Monitoring Work

Part 3 of the Mini-Series: “New to Management” We have talked about knowing your people, which helps you to set better expectations. Now we are going to focus on monitoring work of your people.

Let’s take the example of you have an expectation that you will be traveling by car from Phoenix, Arizona to New York City in 4 days to present to a conference on December 4th. A SMART goal? I think so. We all know that you need to have a map to make this happen. You can plan out your course and off you go. Let’s say you give that expectation to 3 different people. Would they choose the same route? Probably not. Like our day jobs, each person may have a different way of getting to the end result – what matters is the end result. We are going to focus on monitoring work towards the end result. Back to our example – there are many ways to track progress to end result. Highlight the map as you end the day.. Revisit your path and calculate each days needs. For you people they can do the same thing and phone in where they are to you. You can then track progress.
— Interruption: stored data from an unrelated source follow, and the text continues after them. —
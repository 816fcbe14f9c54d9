//! Shared fixtures: a scripted command runner standing in for the
//! substrate tooling, and config/mock builders pointing the controller
//! at wiremock backends.

#![allow(dead_code)]

use std::path::Path;
use std::sync::Mutex;
use std::time::Duration;

use async_trait::async_trait;
use serde_json::json;
use url::Url;
use wiremock::matchers::{method, path};
use wiremock::{Mock, MockServer, ResponseTemplate};

use meshfault_core::MeshfaultConfig;
use meshfault_core::runner::{CommandError, CommandOutput, CommandRunner};

/// One scripted response: matches a program plus an argument token.
struct Rule {
    program: &'static str,
    needle: &'static str,
    output: CommandOutput,
}

/// Command runner replaying scripted outputs and recording every call.
/// Programs with no matching rule behave as missing from PATH.
pub struct ScriptedRunner {
    rules: Vec<Rule>,
    pub calls: Mutex<Vec<String>>,
}

impl ScriptedRunner {
    pub fn new() -> Self {
        Self {
            rules: Vec::new(),
            calls: Mutex::new(Vec::new()),
        }
    }

    pub fn rule(mut self, program: &'static str, needle: &'static str, output: CommandOutput) -> Self {
        self.rules.push(Rule {
            program,
            needle,
            output,
        });
        self
    }

    /// Calls whose rendered command line contains `needle`.
    pub fn calls_matching(&self, needle: &str) -> usize {
        self.calls
            .lock()
            .expect("lock")
            .iter()
            .filter(|call| call.contains(needle))
            .count()
    }
}

#[async_trait]
impl CommandRunner for ScriptedRunner {
    async fn run(&self, program: &str, args: &[&str]) -> Result<CommandOutput, CommandError> {
        let rendered = format!("{program} {}", args.join(" "));
        self.calls.lock().expect("lock").push(rendered.clone());

        // Match the needle against whole whitespace-delimited argument
        // tokens rather than a raw substring: otherwise a needle like "ps"
        // spuriously matches flags such as "--no-deps".
        self.rules
            .iter()
            .find(|rule| {
                rule.program == program && args.iter().any(|arg| *arg == rule.needle)
            })
            .map(|rule| rule.output.clone())
            .ok_or_else(|| CommandError::NotFound {
                program: program.to_string(),
            })
    }
}

pub fn exit_ok(stdout: &str) -> CommandOutput {
    CommandOutput {
        code: 0,
        stdout: stdout.to_string(),
        stderr: String::new(),
    }
}

pub fn exit_err(stderr: &str) -> CommandOutput {
    CommandOutput {
        code: 1,
        stdout: String::new(),
        stderr: stderr.to_string(),
    }
}

/// A runner scripted for a healthy compose substrate.
pub fn compose_runner() -> ScriptedRunner {
    ScriptedRunner::new()
        .rule("docker", "ps", exit_ok("web\napi\npayments\n"))
        .rule("docker", "up", exit_ok(""))
}

fn mock_url(server: &MockServer) -> Url {
    Url::parse(&format!("{}/", server.uri())).expect("mock server URL")
}

/// Config wired to the given mock backends, tuned for fast test polling.
pub fn test_config(
    consul: &MockServer,
    prometheus: &MockServer,
    loki: &MockServer,
    frontend: &MockServer,
    fault_env_file: &Path,
) -> MeshfaultConfig {
    MeshfaultConfig {
        consul_url: mock_url(consul),
        prometheus_url: mock_url(prometheus),
        loki_url: mock_url(loki),
        frontend_url: mock_url(frontend),
        fault_env_file: fault_env_file.to_path_buf(),
        poll_interval: Duration::from_millis(50),
        validation_timeout: Duration::from_secs(5),
        http_timeout: Duration::from_secs(2),
        command_timeout: Duration::from_secs(2),
        traffic_workers: 2,
        traffic_pacing: Duration::from_millis(10),
        ..MeshfaultConfig::default()
    }
}

/// Consul: every check for every service passing.
pub async fn mount_registry_passing(server: &MockServer) {
    Mock::given(method("GET"))
        .and(path_prefix("/v1/health/checks/"))
        .respond_with(ResponseTemplate::new(200).set_body_json(json!([
            {"Status": "passing", "CheckID": "service:web"},
        ])))
        .mount(server)
        .await;
}

/// Prometheus: instant queries answer with a constant rate.
pub async fn mount_metrics_rate(server: &MockServer, rate: f64) {
    Mock::given(method("GET"))
        .and(path("/api/v1/query"))
        .respond_with(ResponseTemplate::new(200).set_body_json(prom_vector(rate)))
        .mount(server)
        .await;
}

/// Prometheus: the first `n` queries answer `before`, then `after`.
pub async fn mount_metrics_rate_then(server: &MockServer, before: f64, n: u64, after: f64) {
    Mock::given(method("GET"))
        .and(path("/api/v1/query"))
        .respond_with(ResponseTemplate::new(200).set_body_json(prom_vector(before)))
        .up_to_n_times(n)
        .mount(server)
        .await;
    Mock::given(method("GET"))
        .and(path("/api/v1/query"))
        .respond_with(ResponseTemplate::new(200).set_body_json(prom_vector(after)))
        .mount(server)
        .await;
}

pub fn prom_vector(rate: f64) -> serde_json::Value {
    json!({
        "status": "success",
        "data": {
            "resultType": "vector",
            "result": [
                {"metric": {}, "value": [1700000000.0, rate.to_string()]}
            ]
        }
    })
}

/// Loki: range queries answer with a fixed batch of lines.
pub async fn mount_logs_lines(server: &MockServer, lines: &[&str]) {
    let values: Vec<serde_json::Value> = lines
        .iter()
        .enumerate()
        .map(|(i, line)| json!([format!("170000000000000000{i}"), line]))
        .collect();
    Mock::given(method("GET"))
        .and(path("/loki/api/v1/query_range"))
        .respond_with(ResponseTemplate::new(200).set_body_json(json!({
            "status": "success",
            "data": {"resultType": "streams", "result": [{"stream": {}, "values": values}]}
        })))
        .mount(server)
        .await;
}

/// Frontend: all demo routes answer 200.
pub async fn mount_frontend_healthy(server: &MockServer) {
    for route in ["/", "/work", "/data", "/health"] {
        Mock::given(method("GET"))
            .and(path(route))
            .respond_with(ResponseTemplate::new(200).set_body_json(json!({"status": "ok"})))
            .mount(server)
            .await;
    }
}

fn path_prefix(prefix: &'static str) -> impl wiremock::Match {
    wiremock::matchers::path_regex(format!("^{prefix}").as_str())
}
Monitoring work is extremely important. Since I have had manager roles in various business units – some roles have some really well defined monitoring tools. As a manager in a high volume manufacturing facility, you can bet that there will be plenty of ways to take how the shift is doing towards theoretical and the weekly output goals. There never is a question there. Other manager roles are a bit different. There “tools” available to you may not be as easy. You may have to get creative. Here are some of the examples I use to keep a eye on monitoring work.
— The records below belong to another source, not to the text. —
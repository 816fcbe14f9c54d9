//! Consul service registry client.
//!
//! Read-only: the controller asks "is this service registered and
//! passing its checks", never mutates the catalog.

use serde::Deserialize;
use url::Url;

use crate::backends::{BackendKind, unreachable_err};
use crate::error::Error;
use crate::service::ServiceName;

/// One health check as returned by `/v1/health/checks/<service>`.
#[derive(Debug, Deserialize)]
struct ConsulCheck {
    #[serde(rename = "Status")]
    status: String,
}

/// Aggregated registry view of one service.
#[derive(Debug, Clone, Copy, PartialEq, Eq, serde::Serialize)]
pub struct RegistryHealth {
    pub checks_total: usize,
    pub checks_passing: usize,
}

impl RegistryHealth {
    /// Registered with at least one check, all of them passing.
    pub fn is_passing(&self) -> bool {
        self.checks_total > 0 && self.checks_passing == self.checks_total
    }
}

pub struct ConsulClient {
    http: reqwest::Client,
    base: Url,
}

impl ConsulClient {
    pub fn new(http: reqwest::Client, base: Url) -> Self {
        Self { http, base }
    }

    fn endpoint(&self, path: &str) -> Result<Url, Error> {
        self.base.join(path).map_err(|e| Error::BackendUnreachable {
            backend: BackendKind::Registry,
            cause: format!("invalid registry URL: {e}"),
        })
    }

    /// Check states for `service` from the registry's health API.
    pub async fn service_health(&self, service: ServiceName) -> Result<RegistryHealth, Error> {
        let url = self.endpoint(&format!("v1/health/checks/{service}"))?;
        let response = self
            .http
            .get(url)
            .send()
            .await
            .map_err(|e| unreachable_err(BackendKind::Registry, e))?
            .error_for_status()
            .map_err(|e| unreachable_err(BackendKind::Registry, e))?;

        let checks: Vec<ConsulCheck> = response
            .json()
            .await
            .map_err(|e| unreachable_err(BackendKind::Registry, e))?;

        Ok(RegistryHealth {
            checks_total: checks.len(),
            checks_passing: checks
                .iter()
                .filter(|check| check.status == "passing")
                .count(),
        })
    }

    /// Current raft leader address; the doctor's reachability probe.
    pub async fn leader(&self) -> Result<String, Error> {
        let url = self.endpoint("v1/status/leader")?;
        let leader: String = self
            .http
            .get(url)
            .send()
            .await
            .map_err(|e| unreachable_err(BackendKind::Registry, e))?
            .error_for_status()
            .map_err(|e| unreachable_err(BackendKind::Registry, e))?
            .json()
            .await
            .map_err(|e| unreachable_err(BackendKind::Registry, e))?;

        if leader.is_empty() {
            return Err(Error::BackendUnreachable {
                backend: BackendKind::Registry,
                cause: "registry has no leader".to_string(),
            });
        }
        Ok(leader)
    }
}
  • Using the template for the SMART goals, I review those with my people monthly to track their overall progress toward the end result. Treat this one like performance against their schedule.
  • Weekly review meetings – that are short and sweet. 8 people can do a 15 minute review. 90 secs to go over what was completed last week, what is up on the work schedule this week and any help needed. We follow this up with everyone writing them in our workspace.
  • Our projects are tracked in a database – so, I have some basic reports to get in front of me on performance against task schedules, project manager confidence and so on.

The key only thing that you monitor is that beside you, your people have access to the information real time. Having them track their own progress is a point not to miss. Most people do not want to fail. Giving them the tools to monitor their own performance will insure that they do not.
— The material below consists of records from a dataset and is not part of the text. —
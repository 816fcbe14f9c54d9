//! `meshfault` entry point.
//!
//! Operator CLI for the demo mesh's fault-injection controller.
//!
//! ## Commands
//!
//! - `meshfault inject --service payments --error-rate 0.3 --latency 250ms`
//! - `meshfault reset [--verify <service>]`
//! - `meshfault status`
//! - `meshfault doctor`
//!
//! ## Exit codes
//!
//! - 0: validated success, clean reset, or cancelled-and-restored
//! - 1: no substrate detected / doctor found the stack down
//! - 2: adapter or store failure (fault state already restored)
//! - 3: validation timed out (reported, fault already restored)

mod render;

use std::path::PathBuf;
use std::process::ExitCode;
use std::time::Duration;

use clap::{Parser, Subcommand};
use tokio_util::sync::CancellationToken;

use meshfault_core::controller::InjectOptions;
use meshfault_core::{ConfigLoader, Controller, Error, FaultProfile, RunOutcome, ServiceName};
use meshfault_core::runner::ProcessRunner;

const EXIT_SUBSTRATE_UNKNOWN: u8 = 1;
const EXIT_ADAPTER_FAILURE: u8 = 2;
const EXIT_VALIDATION_TIMEOUT: u8 = 3;

#[derive(Debug, Parser)]
#[command(name = "meshfault", version, about = "Fault injection for the demo service mesh")]
struct Cli {
    /// Config file (default: ./meshfault.toml when present).
    #[arg(long = "config", global = true)]
    config: Option<PathBuf>,

    #[command(subcommand)]
    command: Command,
}

#[derive(Debug, Subcommand)]
enum Command {
    /// Inject a fault into one service, validate it propagated, restore.
    Inject(InjectArgs),
    /// Reset every service to the zero-fault baseline.
    Reset(ResetArgs),
    /// Show each service's stored fault profile and registry health.
    Status(StatusArgs),
    /// Probe the substrate and every observability backend.
    Doctor(DoctorArgs),
}

// ─────────────────────────────────────────────────────────────────────────────
// Arguments
// ─────────────────────────────────────────────────────────────────────────────

#[derive(Debug, Parser)]
struct InjectArgs {
    /// Target service (web, api, payments, currency, cache, rates).
    #[arg(long = "service", short = 's')]
    service: ServiceName,

    /// Fraction of requests to fail, in [0, 1].
    #[arg(long = "error-rate", short = 'e', default_value_t = 0.0)]
    error_rate: f64,

    /// Added latency, median (e.g. 250ms, 1s).
    #[arg(long = "latency", default_value = "0ms", value_parser = parse_duration_arg)]
    latency: Duration,

    /// Added latency, 90th percentile (defaults to --latency).
    #[arg(long = "latency-p90", value_parser = parse_duration_arg)]
    latency_p90: Option<Duration>,

    /// Added latency, 99th percentile (defaults to --latency-p90).
    #[arg(long = "latency-p99", value_parser = parse_duration_arg)]
    latency_p99: Option<Duration>,

    /// Validation budget override (e.g. 120s).
    #[arg(long = "timeout", value_parser = parse_duration_arg)]
    timeout: Option<Duration>,

    /// Skip demo traffic generation during validation.
    #[arg(long = "no-traffic")]
    no_traffic: bool,

    /// Output as JSON.
    #[arg(long = "json", short = 'j')]
    json: bool,
}

#[derive(Debug, Parser)]
struct ResetArgs {
    /// After resetting, poll until this service reads baseline again.
    #[arg(long = "verify")]
    verify: Option<ServiceName>,

    /// Output as JSON.
    #[arg(long = "json", short = 'j')]
    json: bool,
}

#[derive(Debug, Parser)]
struct StatusArgs {
    /// Output as JSON.
    #[arg(long = "json", short = 'j')]
    json: bool,
}

#[derive(Debug, Parser)]
struct DoctorArgs {
    /// Output as JSON.
    #[arg(long = "json", short = 'j')]
    json: bool,
}

/// Accepts `250ms`, `2s`, `1m`, or a bare integer (milliseconds).
fn parse_duration_arg(raw: &str) -> Result<Duration, String> {
    let raw = raw.trim();
    let (digits, unit) = match raw.find(|c: char| !c.is_ascii_digit()) {
        Some(split) => raw.split_at(split),
        None => (raw, "ms"),
    };
    let value: u64 = digits
        .parse()
        .map_err(|_| format!("invalid duration '{raw}' (expected e.g. 250ms, 2s, 1m)"))?;
    match unit.trim() {
        "ms" => Ok(Duration::from_millis(value)),
        "s" => Ok(Duration::from_secs(value)),
        "m" => Ok(Duration::from_secs(value * 60)),
        other => Err(format!("unknown duration unit '{other}' (use ms, s, or m)")),
    }
}

// ─────────────────────────────────────────────────────────────────────────────
// Entry point
// ─────────────────────────────────────────────────────────────────────────────

#[tokio::main]
async fn main() -> ExitCode {
    tracing_subscriber::fmt()
        .with_env_filter(
            tracing_subscriber::EnvFilter::try_from_default_env()
                .unwrap_or_else(|_| tracing_subscriber::EnvFilter::new("info")),
        )
        .with_writer(std::io::stderr)
        .init();

    let cli = Cli::parse();

    // Operator interrupt cancels the shared token; the controller's
    // restore step still runs before exit.
    let cancel = CancellationToken::new();
    let signal_token = cancel.clone();
    tokio::spawn(async move {
        if tokio::signal::ctrl_c().await.is_ok() {
            tracing::warn!("interrupt received; cancelling and restoring baseline");
            signal_token.cancel();
        }
    });

    match run(cli, &cancel).await {
        Ok(code) => code,
        Err(e) => {
            eprintln!("error: {e}");
            ExitCode::from(exit_code_for(&e))
        }
    }
}

fn exit_code_for(error: &Error) -> u8 {
    match error {
        Error::SubstrateUnknown => EXIT_SUBSTRATE_UNKNOWN,
        Error::ValidationTimedOut { .. } => EXIT_VALIDATION_TIMEOUT,
        _ => EXIT_ADAPTER_FAILURE,
    }
}

async fn run(cli: Cli, cancel: &CancellationToken) -> Result<ExitCode, Error> {
    let mut loader = ConfigLoader::new();
    if let Some(path) = &cli.config {
        loader = loader.with_file(path.clone());
    }
    let mut config = loader.load()?;

    match cli.command {
        Command::Inject(args) => {
            if let Some(timeout) = args.timeout {
                config.validation_timeout = timeout;
            }
            let runner = std::sync::Arc::new(ProcessRunner::new(config.command_timeout));
            let controller = Controller::new(config, runner)?;

            let p50 = args.latency;
            let p90 = args.latency_p90.unwrap_or(p50);
            let p99 = args.latency_p99.unwrap_or(p90);
            let profile = FaultProfile::new(args.error_rate, p50, p90, p99)?;

            let report = controller
                .inject(
                    args.service,
                    profile,
                    InjectOptions {
                        traffic: !args.no_traffic,
                    },
                    cancel,
                )
                .await?;

            render::run_report(&report, args.json)?;
            Ok(match report.outcome {
                RunOutcome::TimedOut => ExitCode::from(EXIT_VALIDATION_TIMEOUT),
                _ => ExitCode::SUCCESS,
            })
        }
        Command::Reset(args) => {
            let runner = std::sync::Arc::new(ProcessRunner::new(config.command_timeout));
            let validation_timeout = config.validation_timeout;
            let controller = Controller::new(config, runner)?;

            let report = controller.reset(cancel).await?;
            render::run_report(&report, args.json)?;

            if let Some(service) = args.verify {
                let expectation = Controller::baseline_expectation(service);
                let validation = controller
                    .validator()
                    .poll(&expectation, validation_timeout, cancel)
                    .await?;
                render::validation(&validation, args.json)?;
                if !validation.satisfied {
                    return Err(Error::ValidationTimedOut {
                        waited: validation.elapsed,
                    });
                }
            }
            Ok(ExitCode::SUCCESS)
        }
        Command::Status(args) => {
            let runner = std::sync::Arc::new(ProcessRunner::new(config.command_timeout));
            let controller = Controller::new(config, runner)?;
            let statuses = controller.status().await?;
            render::statuses(&statuses, args.json)?;
            Ok(ExitCode::SUCCESS)
        }
        Command::Doctor(args) => {
            let runner = std::sync::Arc::new(ProcessRunner::new(config.command_timeout));
            let report = meshfault_core::doctor::run(&config, runner).await?;
            render::doctor(&report, args.json)?;
            Ok(if report.all_ok() {
                ExitCode::SUCCESS
            } else {
                ExitCode::from(EXIT_SUBSTRATE_UNKNOWN)
            })
        }
    }
}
As a new manager, there are some pitfalls to watch out for:

  • If you were a member of the team before becoming the manager, you have to watch out for the your preconceived understanding of the person’s performance. Watch out for when he was my teammate he never completed stuff on-time. He will be late now.
  • Mistaking activity for accomplishment. Make sure that you focus on the end result. Not all the stops along the way. The simple question – where are we to completion?
  • Incomplete information which causes you to make assumptions. Insure that you have the facts, listen and react properly.

Key Tip: Monitoring work should be both the employee and managers role. Having regular discussions on overall performance towards the end result should be the focus. Not everyone is going to take the same route to the end result, the route should not matter. Monitoring the progress to the end result – should.